Assignment: Please set down every entry from the listing below, word for word.

**********

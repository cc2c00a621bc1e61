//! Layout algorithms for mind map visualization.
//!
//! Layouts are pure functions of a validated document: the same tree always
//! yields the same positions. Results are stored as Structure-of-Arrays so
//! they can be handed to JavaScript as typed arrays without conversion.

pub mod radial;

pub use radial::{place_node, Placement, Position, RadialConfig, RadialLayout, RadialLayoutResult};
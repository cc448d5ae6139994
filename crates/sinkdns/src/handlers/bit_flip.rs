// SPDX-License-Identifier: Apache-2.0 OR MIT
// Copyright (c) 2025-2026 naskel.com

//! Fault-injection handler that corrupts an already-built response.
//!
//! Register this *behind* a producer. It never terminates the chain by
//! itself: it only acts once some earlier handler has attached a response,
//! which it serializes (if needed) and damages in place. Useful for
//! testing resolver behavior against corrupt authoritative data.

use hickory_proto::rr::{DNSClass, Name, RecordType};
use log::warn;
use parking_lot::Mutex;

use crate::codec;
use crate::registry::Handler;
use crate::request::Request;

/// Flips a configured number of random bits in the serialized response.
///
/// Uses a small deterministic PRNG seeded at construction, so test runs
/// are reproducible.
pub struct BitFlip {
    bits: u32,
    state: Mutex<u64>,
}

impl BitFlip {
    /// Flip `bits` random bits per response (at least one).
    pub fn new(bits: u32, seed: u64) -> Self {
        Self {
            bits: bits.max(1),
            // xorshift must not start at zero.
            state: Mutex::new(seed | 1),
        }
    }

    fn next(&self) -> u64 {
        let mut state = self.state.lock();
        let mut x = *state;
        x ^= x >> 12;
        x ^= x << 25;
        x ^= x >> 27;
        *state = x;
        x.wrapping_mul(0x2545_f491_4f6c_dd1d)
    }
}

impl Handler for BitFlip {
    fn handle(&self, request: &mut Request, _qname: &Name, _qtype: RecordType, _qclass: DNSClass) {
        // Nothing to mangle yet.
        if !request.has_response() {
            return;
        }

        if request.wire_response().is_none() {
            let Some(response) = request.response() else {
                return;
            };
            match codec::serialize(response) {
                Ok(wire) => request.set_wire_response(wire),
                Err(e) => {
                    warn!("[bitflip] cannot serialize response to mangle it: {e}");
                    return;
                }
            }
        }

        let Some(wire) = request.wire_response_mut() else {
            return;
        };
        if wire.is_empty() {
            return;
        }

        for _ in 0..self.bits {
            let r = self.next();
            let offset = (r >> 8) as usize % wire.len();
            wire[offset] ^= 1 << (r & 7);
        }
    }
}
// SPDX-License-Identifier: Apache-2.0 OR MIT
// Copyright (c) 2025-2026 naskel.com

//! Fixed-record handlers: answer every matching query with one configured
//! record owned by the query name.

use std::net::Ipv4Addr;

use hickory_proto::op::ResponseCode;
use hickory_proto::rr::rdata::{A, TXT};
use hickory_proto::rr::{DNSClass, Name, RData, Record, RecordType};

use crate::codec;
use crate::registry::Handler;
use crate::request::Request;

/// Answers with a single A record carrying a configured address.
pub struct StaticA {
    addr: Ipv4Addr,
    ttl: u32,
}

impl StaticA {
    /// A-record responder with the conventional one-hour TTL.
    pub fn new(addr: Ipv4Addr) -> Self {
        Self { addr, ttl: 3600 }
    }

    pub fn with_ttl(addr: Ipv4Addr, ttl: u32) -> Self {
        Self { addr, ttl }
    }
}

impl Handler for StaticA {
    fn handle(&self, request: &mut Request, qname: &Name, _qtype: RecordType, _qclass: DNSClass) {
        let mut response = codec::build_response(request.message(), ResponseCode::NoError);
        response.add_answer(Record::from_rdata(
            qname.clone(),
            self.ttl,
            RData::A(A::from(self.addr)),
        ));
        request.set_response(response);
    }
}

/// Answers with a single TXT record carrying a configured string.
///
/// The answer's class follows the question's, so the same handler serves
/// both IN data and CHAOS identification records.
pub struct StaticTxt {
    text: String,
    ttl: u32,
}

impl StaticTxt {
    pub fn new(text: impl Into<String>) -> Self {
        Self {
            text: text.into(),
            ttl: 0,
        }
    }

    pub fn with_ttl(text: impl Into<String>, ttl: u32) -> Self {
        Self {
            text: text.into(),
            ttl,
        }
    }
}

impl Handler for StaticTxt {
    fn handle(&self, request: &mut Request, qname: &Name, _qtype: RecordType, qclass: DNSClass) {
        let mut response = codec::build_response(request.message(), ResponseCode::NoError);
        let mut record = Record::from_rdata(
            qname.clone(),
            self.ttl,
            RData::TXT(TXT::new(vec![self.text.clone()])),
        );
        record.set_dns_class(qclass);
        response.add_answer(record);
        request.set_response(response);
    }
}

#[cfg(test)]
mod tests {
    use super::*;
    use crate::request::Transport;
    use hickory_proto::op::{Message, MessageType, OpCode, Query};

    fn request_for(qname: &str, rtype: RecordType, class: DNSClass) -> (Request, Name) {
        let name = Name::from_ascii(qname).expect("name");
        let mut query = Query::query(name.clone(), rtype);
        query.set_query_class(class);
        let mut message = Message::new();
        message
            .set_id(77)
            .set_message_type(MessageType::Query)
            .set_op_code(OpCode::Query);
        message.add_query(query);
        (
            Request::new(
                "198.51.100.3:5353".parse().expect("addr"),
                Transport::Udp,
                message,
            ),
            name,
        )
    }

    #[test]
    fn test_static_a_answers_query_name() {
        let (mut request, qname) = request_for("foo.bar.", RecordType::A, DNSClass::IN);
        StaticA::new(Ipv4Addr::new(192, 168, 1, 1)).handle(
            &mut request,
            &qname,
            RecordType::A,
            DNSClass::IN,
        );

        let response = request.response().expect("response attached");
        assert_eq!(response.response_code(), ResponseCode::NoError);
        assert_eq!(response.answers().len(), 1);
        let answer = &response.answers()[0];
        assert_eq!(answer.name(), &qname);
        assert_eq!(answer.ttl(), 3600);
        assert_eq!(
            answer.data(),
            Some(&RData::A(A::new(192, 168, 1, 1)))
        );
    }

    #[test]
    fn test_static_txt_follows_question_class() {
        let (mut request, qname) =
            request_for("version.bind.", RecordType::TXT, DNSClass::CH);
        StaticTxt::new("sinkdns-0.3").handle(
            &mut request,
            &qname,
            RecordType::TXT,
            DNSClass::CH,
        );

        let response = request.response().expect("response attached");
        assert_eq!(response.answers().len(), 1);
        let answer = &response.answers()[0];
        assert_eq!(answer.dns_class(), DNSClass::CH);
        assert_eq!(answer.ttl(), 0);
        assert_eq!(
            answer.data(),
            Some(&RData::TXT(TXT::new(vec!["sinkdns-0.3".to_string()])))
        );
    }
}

**********

Response to this task:
repository cc2c00a621bc1e61
//! Layout algorithms for mind map visualization.
//!
//! Layouts are pure functions of a validated document: the same tree always
//! yields the same positions. Results are stored as Structure-of-Arrays so
//! they can be handed to JavaScript as typed arrays without conversion.

pub mod radial;

pub use radial::{place_node, Placement, Position, RadialConfig, RadialLayout, RadialLayoutResult};
repository cc448d5ae6139994
filename crates/sinkdns/src/handlers/bit_flip.rs
// SPDX-License-Identifier: Apache-2.0 OR MIT
// Copyright (c) 2025-2026 naskel.com

//! Fault-injection handler that corrupts an already-built response.
//!
//! Register this *behind* a producer. It never terminates the chain by
//! itself: it only acts once some earlier handler has attached a response,
//! which it serializes (if needed) and damages in place. Useful for
//! testing resolver behavior against corrupt authoritative data.

use hickory_proto::rr::{DNSClass, Name, RecordType};
use log::warn;
use parking_lot::Mutex;

use crate::codec;
use crate::registry::Handler;
use crate::request::Request;

/// Flips a configured number of random bits in the serialized response.
///
/// Uses a small deterministic PRNG seeded at construction, so test runs
/// are reproducible.
pub struct BitFlip {
    bits: u32,
    state: Mutex<u64>,
}

impl BitFlip {
    /// Flip `bits` random bits per response (at least one).
    pub fn new(bits: u32, seed: u64) -> Self {
        Self {
            bits: bits.max(1),
            // xorshift must not start at zero.
            state: Mutex::new(seed | 1),
        }
    }

    fn next(&self) -> u64 {
        let mut state = self.state.lock();
        let mut x = *state;
        x ^= x >> 12;
        x ^= x << 25;
        x ^= x >> 27;
        *state = x;
        x.wrapping_mul(0x2545_f491_4f6c_dd1d)
    }
}

impl Handler for BitFlip {
    fn handle(&self, request: &mut Request, _qname: &Name, _qtype: RecordType, _qclass: DNSClass) {
        // Nothing to mangle yet.
        if !request.has_response() {
            return;
        }

        if request.wire_response().is_none() {
            let Some(response) = request.response() else {
                return;
            };
            match codec::serialize(response) {
                Ok(wire) => request.set_wire_response(wire),
                Err(e) => {
                    warn!("[bitflip] cannot serialize response to mangle it: {e}");
                    return;
                }
            }
        }

        let Some(wire) = request.wire_response_mut() else {
            return;
        };
        if wire.is_empty() {
            return;
        }

        for _ in 0..self.bits {
            let r = self.next();
            let offset = (r >> 8) as usize % wire.len();
            wire[offset] ^= 1 << (r & 7);
        }
    }
}
// SPDX-License-Identifier: Apache-2.0 OR MIT
// Copyright (c) 2025-2026 naskel.com

//! Fixed-record handlers: answer every matching query with one configured
//! record owned by the query name.

use std::net::Ipv4Addr;

use hickory_proto::op::ResponseCode;
use hickory_proto::rr::rdata::{A, TXT};
use hickory_proto::rr::{DNSClass, Name, RData, Record, RecordType};

use crate::codec;
use crate::registry::Handler;
use crate::request::Request;

/// Answers with a single A record carrying a configured address.
pub struct StaticA {
    addr: Ipv4Addr,
    ttl: u32,
}

impl StaticA {
    /// A-record responder with the conventional one-hour TTL.
    pub fn new(addr: Ipv4Addr) -> Self {
        Self { addr, ttl: 3600 }
    }

    pub fn with_ttl(addr: Ipv4Addr, ttl: u32) -> Self {
        Self { addr, ttl }
    }
}

impl Handler for StaticA {
    fn handle(&self, request: &mut Request, qname: &Name, _qtype: RecordType, _qclass: DNSClass) {
        let mut response = codec::build_response(request.message(), ResponseCode::NoError);
        response.add_answer(Record::from_rdata(
            qname.clone(),
            self.ttl,
            RData::A(A::from(self.addr)),
        ));
        request.set_response(response);
    }
}

/// Answers with a single TXT record carrying a configured string.
///
/// The answer's class follows the question's, so the same handler serves
/// both IN data and CHAOS identification records.
pub struct StaticTxt {
    text: String,
    ttl: u32,
}

impl StaticTxt {
    pub fn new(text: impl Into<String>) -> Self {
        Self {
            text: text.into(),
            ttl: 0,
        }
    }

    pub fn with_ttl(text: impl Into<String>, ttl: u32) -> Self {
        Self {
            text: text.into(),
            ttl,
        }
    }
}

impl Handler for StaticTxt {
    fn handle(&self, request: &mut Request, qname: &Name, _qtype: RecordType, qclass: DNSClass) {
        let mut response = codec::build_response(request.message(), ResponseCode::NoError);
        let mut record = Record::from_rdata(
            qname.clone(),
            self.ttl,
            RData::TXT(TXT::new(vec![self.text.clone()])),
        );
        record.set_dns_class(qclass);
        response.add_answer(record);
        request.set_response(response);
    }
}

#[cfg(test)]
mod tests {
    use super::*;
    use crate::request::Transport;
    use hickory_proto::op::{Message, MessageType, OpCode, Query};

    fn request_for(qname: &str, rtype: RecordType, class: DNSClass) -> (Request, Name) {
        let name = Name::from_ascii(qname).expect("name");
        let mut query = Query::query(name.clone(), rtype);
        query.set_query_class(class);
        let mut message = Message::new();
        message
            .set_id(77)
            .set_message_type(MessageType::Query)
            .set_op_code(OpCode::Query);
        message.add_query(query);
        (
            Request::new(
                "198.51.100.3:5353".parse().expect("addr"),
                Transport::Udp,
                message,
            ),
            name,
        )
    }

    #[test]
    fn test_static_a_answers_query_name() {
        let (mut request, qname) = request_for("foo.bar.", RecordType::A, DNSClass::IN);
        StaticA::new(Ipv4Addr::new(192, 168, 1, 1)).handle(
            &mut request,
            &qname,
            RecordType::A,
            DNSClass::IN,
        );

        let response = request.response().expect("response attached");
        assert_eq!(response.response_code(), ResponseCode::NoError);
        assert_eq!(response.answers().len(), 1);
        let answer = &response.answers()[0];
        assert_eq!(answer.name(), &qname);
        assert_eq!(answer.ttl(), 3600);
        assert_eq!(
            answer.data(),
            Some(&RData::A(A::new(192, 168, 1, 1)))
        );
    }

    #[test]
    fn test_static_txt_follows_question_class() {
        let (mut request, qname) =
            request_for("version.bind.", RecordType::TXT, DNSClass::CH);
        StaticTxt::new("sinkdns-0.3").handle(
            &mut request,
            &qname,
            RecordType::TXT,
            DNSClass::CH,
        );

        let response = request.response().expect("response attached");
        assert_eq!(response.answers().len(), 1);
        let answer = &response.answers()[0];
        assert_eq!(answer.dns_class(), DNSClass::CH);
        assert_eq!(answer.ttl(), 0);
        assert_eq!(
            answer.data(),
            Some(&RData::TXT(TXT::new(vec!["sinkdns-0.3".to_string()])))
        );
    }
}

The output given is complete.